As predicted, my Nobel winning comments were lost to me forever so I will just have to scratch along with what remnants I can remember.
First of all, I do feel this is an appropriate subject and is worthwhile discussing. If only we could get the AUA to focus on ODOT instead of just screening I think patients would be better served. In any case, if I was King of the Prostate World I would dictate a three pronged approach to ODOT:
1. The AUA and ASTRO out with specific guidelines for biopsy and treatment. For example, how many cores in a biopsy should be standard? Should PCA3 and free PSA tests be performed pre-biopsy? What about MRI and Color Doppler prior to treatment? How about Polaris and/or Prostyvision? And, most importantly, when should AS be recommended as the primary treatment instead of a more radical first step, e.g. what G score, how many cores, what % in the cores and what PSA? The point is that patients and their doctors are pretty much left to their own devices on these matters today and I think it would be quite helpful if there was more prescriptive documentation from the experienced associations of physicians.

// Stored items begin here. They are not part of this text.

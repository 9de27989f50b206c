//! Device provider seam.
//!
//! A provider is the driver binding the manager uses to discover and open devices.
//! It is acquired by the caller (acquisition failure is
//! [`Error::ProviderInit`](crate::Error::ProviderInit)) and then owned by the
//! [`Manager`](crate::Manager), which releases it after the poll loop has stopped and
//! every device handle has been dropped.

use crate::device::{Device, DeviceId};
use crate::error::Result;

pub trait DeviceProvider {
    /// Window/focus context devices are bound to when opened.
    type Window: ?Sized;

    /// Identities of attachable joysticks. Called once, when the manager is built.
    fn enumerate_joysticks(&self) -> Result<Vec<DeviceId>>;

    /// Open the system keyboard. Failure is
    /// [`Error::DeviceOpen`](crate::Error::DeviceOpen).
    fn open_keyboard(&self, window: &Self::Window) -> Result<Box<dyn Device>>;

    /// Open one enumerated joystick.
    fn open_joystick(&self, id: DeviceId, window: &Self::Window) -> Result<Box<dyn Device>>;
}
//! Device providers for `stickpoll`.
//!
//! Implementations of [`DeviceProvider`](crate::provider::DeviceProvider).
//!
//! # Feature flags
//! - **`hid`**: enables the `hidapi` backend ([`hid::HidProvider`]).
//!
//! The [`virtual_input`] provider is always available.

#[cfg(feature = "hid")]
#[cfg_attr(docsrs, doc(cfg(feature = "hid")))]
pub mod hid;

pub mod virtual_input;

2. Along the lines of what PeterDA suggested in another thread, the name of G6 cancer should have some differentiation rather than just another prostate cancer. Something like Extremely Early Prostate Cancer or Pre-Treatment Prostate Cancer. Anyway, some descriptor that asknowledges the likely situation. I just can't quite get to totally changing the name away from cancer.
3. Having Medicare and, subsequently, other insurance carriers refuse to approve payment for radical treatments for men who are recommended for AS per the guidelines in #1 above. This has been suggested on this site for years by David (Purg).
Anyway, thus endeth my miscellaneous thoughts for the day.